◆ **Exercise prompt**
Go through the records and count every line that holds "impl". Only the number belongs in the reply.

+++

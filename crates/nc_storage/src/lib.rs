use std::path::PathBuf;
use std::str::FromStr;
use std::sync::Arc;
use nc_core::{Error, NarrativeStore, Result};

pub mod backends;

pub use backends::*;

#[derive(Debug, Clone, Copy, Default, PartialEq, Eq)]
pub enum StoreKind {
    Memory,
    #[default]
    Json,
}

impl FromStr for StoreKind {
    type Err = Error;

    fn from_str(s: &str) -> Result<Self> {
        match s.to_lowercase().as_str() {
            "memory" => Ok(Self::Memory),
            "json" | "file" => Ok(Self::Json),
            other => Err(Error::Configuration(format!(
                "Unknown store '{}'. Available stores: memory, json",
                other
            ))),
        }
    }
}

/// Build the result store named by `kind`. `data_dir` is only used by file backends.
pub async fn create_store(kind: StoreKind, data_dir: impl Into<PathBuf>) -> Result<Arc<dyn NarrativeStore>> {
    match kind {
        StoreKind::Memory => Ok(Arc::new(MemoryStore::new())),
        StoreKind::Json => {
            let store = JsonStore::open(JsonConfig::new(data_dir)).await?;
            Ok(Arc::new(store))
        }
    }
}

pub mod prelude {
    pub use super::backends::*;
    pub use super::{create_store, StoreKind};
}
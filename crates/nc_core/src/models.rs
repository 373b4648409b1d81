use async_trait::async_trait;
use std::fmt;
use crate::types::NarrativeMap;
use crate::Result;

#[async_trait]
pub trait Summarizer: Send + Sync + fmt::Debug {
    fn name(&self) -> &str;

    /// Summarize every narrative of one batch in a single upstream call.
    ///
    /// The returned map holds the batch's narratives that received a
    /// summary, keyed by the batch's own category names.
    async fn summarize_batch(&self, batch: &NarrativeMap) -> Result<NarrativeMap>;
}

+++

◆ **Written answer**
2